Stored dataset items
##############################

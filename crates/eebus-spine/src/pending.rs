//! Correlation of outgoing requests with incoming replies and results.

use std::time::Duration;

use tokio::time::Instant;

use eebus_wire::spine::FeatureAddress;

#[derive(Debug, Clone)]
pub struct PendingEntry {
    pub ski: String,
    pub counter: u64,
    /// Local feature awaiting the response.
    pub local_feature: FeatureAddress,
    pub deadline: Instant,
}

/// Outstanding requests, one entry per outgoing counter.
#[derive(Default)]
pub struct PendingRequests {
    entries: Vec<PendingEntry>,
}

impl PendingRequests {
    pub fn new() -> Self {
        PendingRequests {
            entries: Vec::new(),
        }
    }

    pub fn add(
        &mut self,
        ski: impl Into<String>,
        counter: u64,
        local_feature: FeatureAddress,
        max_delay: Duration,
    ) {
        self.entries.push(PendingEntry {
            ski: ski.into(),
            counter,
            local_feature,
            deadline: Instant::now() + max_delay,
        });
    }

    /// Resolve the entry for a reply/result carrying this reference.
    pub fn resolve(&mut self, ski: &str, counter: u64) -> Option<PendingEntry> {
        let index = self
            .entries
            .iter()
            .position(|e| e.ski == ski && e.counter == counter)?;
        Some(self.entries.swap_remove(index))
    }

    /// Remove and return every entry past its deadline.
    pub fn expire(&mut self, now: Instant) -> Vec<PendingEntry> {
        let mut expired = Vec::new();
        let mut index = 0;
        while index < self.entries.len() {
            if self.entries[index].deadline <= now {
                expired.push(self.entries.swap_remove(index));
            } else {
                index += 1;
            }
        }
        expired
    }

    /// Drop every entry addressed at the given peer.
    pub fn remove_device(&mut self, ski: &str) {
        self.entries.retain(|e| e.ski != ski);
    }

    pub fn len(&self) -> usize {
        self.entries.len()
    }

    pub fn is_empty(&self) -> bool {
        self.entries.is_empty()
    }
}

#[cfg(test)]
mod tests {
    use super::*;

    fn feature() -> FeatureAddress {
        FeatureAddress::new(None, vec![0], 0)
    }

    #[tokio::test(start_paused = true)]
    async fn resolve_removes_the_entry() {
        let mut pending = PendingRequests::new();
        pending.add("ski-a", 1, feature(), Duration::from_secs(10));

        assert!(pending.resolve("ski-a", 1).is_some());
        assert!(pending.resolve("ski-a", 1).is_none());
        assert!(pending.is_empty());
    }

    #[tokio::test(start_paused = true)]
    async fn expiry_surfaces_overdue_entries() {
        let mut pending = PendingRequests::new();
        pending.add("ski-a", 1, feature(), Duration::from_secs(10));
        pending.add("ski-a", 2, feature(), Duration::from_secs(60));

        tokio::time::advance(Duration::from_secs(11)).await;
        let expired = pending.expire(Instant::now());
        assert_eq!(expired.len(), 1);
        assert_eq!(expired[0].counter, 1);
        assert_eq!(pending.len(), 1);
    }

    #[tokio::test(start_paused = true)]
    async fn remove_device_clears_that_peer_only() {
        let mut pending = PendingRequests::new();
        pending.add("ski-a", 1, feature(), Duration::from_secs(10));
        pending.add("ski-b", 1, feature(), Duration::from_secs(10));

        pending.remove_device("ski-a");
        assert_eq!(pending.len(), 1);
        assert!(pending.resolve("ski-b", 1).is_some());
    }
}
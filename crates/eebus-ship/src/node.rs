//! The SHIP node: owns every connection and the SKI trust registry.

use std::collections::HashMap;
use std::sync::{Arc, Mutex};

use tokio::sync::mpsc;
use tracing::{info, warn};

use eebus_runtime::EebusError;

use crate::api::ShipNodeReader;
use crate::connection::{ConnEvent, ShipRole, Sme, SmeState};
use crate::transport::ShipTransport;

/// Construction parameters for a [`ShipNode`].
#[derive(Debug, Clone)]
pub struct ShipNodeConfig {
    /// The local certificate's subject key identifier, hex.
    pub local_ski: String,
    /// The local SHIP id announced in the access-methods exchange.
    pub ship_id: String,
    /// TCP port the embedder's listener runs on; recorded for the
    /// embedding application, unused by the core itself.
    pub port: u16,
    /// Default role for connections started via [`ShipNode::start_connection`].
    pub role: ShipRole,
}

#[derive(Debug, Clone, Copy)]
struct SkiRegistration {
    trusted: bool,
}

struct ConnectionHandle {
    event_tx: mpsc::UnboundedSender<ConnEvent>,
    state: Arc<Mutex<SmeState>>,
}

struct NodeInner {
    config: ShipNodeConfig,
    reader: Arc<dyn ShipNodeReader>,
    registry: Mutex<HashMap<String, SkiRegistration>>,
    connections: Mutex<HashMap<String, ConnectionHandle>>,
}

impl NodeInner {
    fn connection_finished(&self, ski: &str) {
        self.connections.lock().expect("ship node lock").remove(ski);
        info!(ski = %ski, "ship connection ended");
    }
}

/// Owns the set of SHIP connections and admission decisions.
pub struct ShipNode {
    inner: Arc<NodeInner>,
}

impl ShipNode {
    pub fn new(config: ShipNodeConfig, reader: Arc<dyn ShipNodeReader>) -> Self {
        ShipNode {
            inner: Arc::new(NodeInner {
                config,
                reader,
                registry: Mutex::new(HashMap::new()),
                connections: Mutex::new(HashMap::new()),
            }),
        }
    }

    /// Mark a remote SKI as known; `trusted` grants immediate admission.
    ///
    /// Granting trust to a SKI with a live pending connection lets that
    /// connection proceed out of the hello phase.
    pub fn register_remote_ski(&self, ski: &str, trusted: bool) {
        self.inner
            .registry
            .lock()
            .expect("ship node lock")
            .insert(ski.to_owned(), SkiRegistration { trusted });

        if trusted {
            let connections = self.inner.connections.lock().expect("ship node lock");
            if let Some(handle) = connections.get(ski) {
                let _ = handle.event_tx.send(ConnEvent::Trust);
            }
        }
    }

    /// Forget a remote SKI: closes any live connection, which in turn
    /// tears down the mirrored SPINE state via the node reader.
    pub fn unregister_remote_ski(&self, ski: &str) {
        self.inner
            .registry
            .lock()
            .expect("ship node lock")
            .remove(ski);
        self.close_connection(ski);
    }

    /// Abort an in-flight pairing attempt without touching the registry.
    pub fn cancel_pairing_with_ski(&self, ski: &str) {
        self.close_connection(ski);
    }

    pub fn is_ski_trusted(&self, ski: &str) -> bool {
        self.inner
            .registry
            .lock()
            .expect("ship node lock")
            .get(ski)
            .map(|r| r.trusted)
            .unwrap_or(false)
    }

    /// The SKI of the local certificate this node was configured with.
    pub fn local_ski(&self) -> &str {
        &self.inner.config.local_ski
    }

    /// Current SME state of the connection for a SKI, if one is live.
    pub fn connection_state(&self, ski: &str) -> Option<SmeState> {
        self.inner
            .connections
            .lock()
            .expect("ship node lock")
            .get(ski)
            .map(|h| *h.state.lock().expect("ship node lock"))
    }

    /// Take an inbound TLS session whose peer certificate carries `ski`.
    pub fn accept(&self, ski: &str, transport: ShipTransport) -> Result<(), EebusError> {
        self.spawn_connection(ski, transport, ShipRole::Server)
    }

    /// Dial out to a peer whose certificate carries `ski`.
    pub fn connect(&self, ski: &str, transport: ShipTransport) -> Result<(), EebusError> {
        self.spawn_connection(ski, transport, ShipRole::Client)
    }

    /// Start a connection using the node's configured default role.
    pub fn start_connection(&self, ski: &str, transport: ShipTransport) -> Result<(), EebusError> {
        self.spawn_connection(ski, transport, self.inner.config.role)
    }

    /// Close every connection. The registry survives a stop.
    pub fn stop(&self) {
        let connections = self.inner.connections.lock().expect("ship node lock");
        for handle in connections.values() {
            let _ = handle.event_tx.send(ConnEvent::CloseRequest);
        }
    }

    fn close_connection(&self, ski: &str) {
        let connections = self.inner.connections.lock().expect("ship node lock");
        if let Some(handle) = connections.get(ski) {
            let _ = handle.event_tx.send(ConnEvent::CloseRequest);
        }
    }

    fn spawn_connection(
        &self,
        ski: &str,
        transport: ShipTransport,
        role: ShipRole,
    ) -> Result<(), EebusError> {
        let mut connections = self.inner.connections.lock().expect("ship node lock");
        if connections.contains_key(ski) {
            // One session per device; a second TLS session for the same
            // SKI is refused.
            warn!(ski = %ski, "connection for this SKI is already active");
            return Err(EebusError::NoChange);
        }

        let trusted = self.is_ski_trusted(ski);

        let (event_tx, event_rx) = mpsc::unbounded_channel();
        let (write_tx, write_rx) = mpsc::unbounded_channel();
        let state = Arc::new(Mutex::new(SmeState::Initial));

        let observer = Arc::new(StateMirror {
            inner: Arc::clone(&state),
            reader: Arc::clone(&self.inner.reader),
        });

        let sme = Sme::new(
            role,
            ski.to_owned(),
            self.inner.config.ship_id.clone(),
            trusted,
            observer,
            write_tx,
            &event_tx,
        );

        connections.insert(
            ski.to_owned(),
            ConnectionHandle {
                event_tx,
                state: Arc::clone(&state),
            },
        );
        drop(connections);

        info!(ski = %ski, ?role, "starting ship connection");

        let inner = Arc::clone(&self.inner);
        let ski = ski.to_owned();
        tokio::spawn(async move {
            crate::connection::run(transport, sme, event_rx, write_rx).await;
            inner.connection_finished(&ski);
        });

        Ok(())
    }
}

impl Drop for ShipNode {
    fn drop(&mut self) {
        self.stop();
    }
}

/// Keeps the node's view of a connection's state current while forwarding
/// every reader callback to the embedding service.
struct StateMirror {
    inner: Arc<Mutex<SmeState>>,
    reader: Arc<dyn ShipNodeReader>,
}

impl ShipNodeReader for StateMirror {
    fn on_remote_ski_connected(&self, ski: &str) {
        self.reader.on_remote_ski_connected(ski);
    }

    fn on_remote_ski_disconnected(&self, ski: &str) {
        self.reader.on_remote_ski_disconnected(ski);
    }

    fn setup_remote_device(
        &self,
        ski: &str,
        writer: Arc<dyn crate::api::DataWriter>,
    ) -> Arc<dyn crate::api::DataReader> {
        self.reader.setup_remote_device(ski, writer)
    }

    fn on_ship_id_update(&self, ski: &str, ship_id: &str) {
        self.reader.on_ship_id_update(ski, ship_id);
    }

    fn on_state_update(&self, ski: &str, state: SmeState) {
        *self.inner.lock().expect("ship node lock") = state;
        self.reader.on_state_update(ski, state);
    }

    fn is_waiting_for_trust_allowed(&self, ski: &str) -> bool {
        self.reader.is_waiting_for_trust_allowed(ski)
    }
}

#[cfg(test)]
mod tests {
    use super::*;
    use crate::api::{DataReader, DataWriter};
    use crate::transport::pair;
    use serde_json::Value;
    use std::sync::atomic::{AtomicUsize, Ordering};
    use std::time::Duration;

    struct NullReader {
        connected: AtomicUsize,
        disconnected: AtomicUsize,
    }

    struct NullSink;

    impl DataReader for NullSink {
        fn data_received(&self, _payload: Value) {}
    }

    impl ShipNodeReader for NullReader {
        fn on_remote_ski_connected(&self, _ski: &str) {
            self.connected.fetch_add(1, Ordering::SeqCst);
        }

        fn on_remote_ski_disconnected(&self, _ski: &str) {
            self.disconnected.fetch_add(1, Ordering::SeqCst);
        }

        fn setup_remote_device(
            &self,
            _ski: &str,
            _writer: Arc<dyn DataWriter>,
        ) -> Arc<dyn DataReader> {
            Arc::new(NullSink)
        }

        fn on_ship_id_update(&self, _ski: &str, _ship_id: &str) {}

        fn on_state_update(&self, _ski: &str, _state: SmeState) {}

        fn is_waiting_for_trust_allowed(&self, _ski: &str) -> bool {
            true
        }
    }

    fn node(reader: Arc<NullReader>, role: ShipRole) -> ShipNode {
        ShipNode::new(
            ShipNodeConfig {
                local_ski: "local-ski".into(),
                ship_id: "SHIP-LOCAL".into(),
                port: 4711,
                role,
            },
            reader,
        )
    }

    #[tokio::test]
    async fn two_nodes_complete_and_unregister_tears_down() {
        let server_reader = Arc::new(NullReader {
            connected: AtomicUsize::new(0),
            disconnected: AtomicUsize::new(0),
        });
        let client_reader = Arc::new(NullReader {
            connected: AtomicUsize::new(0),
            disconnected: AtomicUsize::new(0),
        });

        let server = node(Arc::clone(&server_reader), ShipRole::Server);
        let client = node(Arc::clone(&client_reader), ShipRole::Client);

        server.register_remote_ski("ski-client", true);
        client.register_remote_ski("ski-server", true);

        let (server_side, client_side) = pair(16);
        server.accept("ski-client", server_side).unwrap();
        client.connect("ski-server", client_side).unwrap();

        tokio::time::timeout(Duration::from_secs(5), async {
            loop {
                if server_reader.connected.load(Ordering::SeqCst) == 1
                    && client_reader.connected.load(Ordering::SeqCst) == 1
                {
                    break;
                }
                tokio::task::yield_now().await;
            }
        })
        .await
        .expect("both nodes should reach the data phase");

        assert_eq!(
            server.connection_state("ski-client"),
            Some(SmeState::Complete)
        );

        client.unregister_remote_ski("ski-server");

        tokio::time::timeout(Duration::from_secs(5), async {
            loop {
                if server_reader.disconnected.load(Ordering::SeqCst) == 1
                    && client_reader.disconnected.load(Ordering::SeqCst) == 1
                {
                    break;
                }
                tokio::task::yield_now().await;
            }
        })
        .await
        .expect("unregister should close both ends");

        assert_eq!(client.connection_state("ski-server"), None);
    }

    #[tokio::test]
    async fn duplicate_connection_for_a_ski_is_refused() {
        let reader = Arc::new(NullReader {
            connected: AtomicUsize::new(0),
            disconnected: AtomicUsize::new(0),
        });
        let server = node(Arc::clone(&reader), ShipRole::Server);

        let (a, _a_peer) = pair(4);
        let (b, _b_peer) = pair(4);

        server.accept("ski-x", a).unwrap();
        assert_eq!(server.accept("ski-x", b).unwrap_err(), EebusError::NoChange);
    }
}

##############################

Report the count, and only the count, of lines in the records above that contain "deadline".

4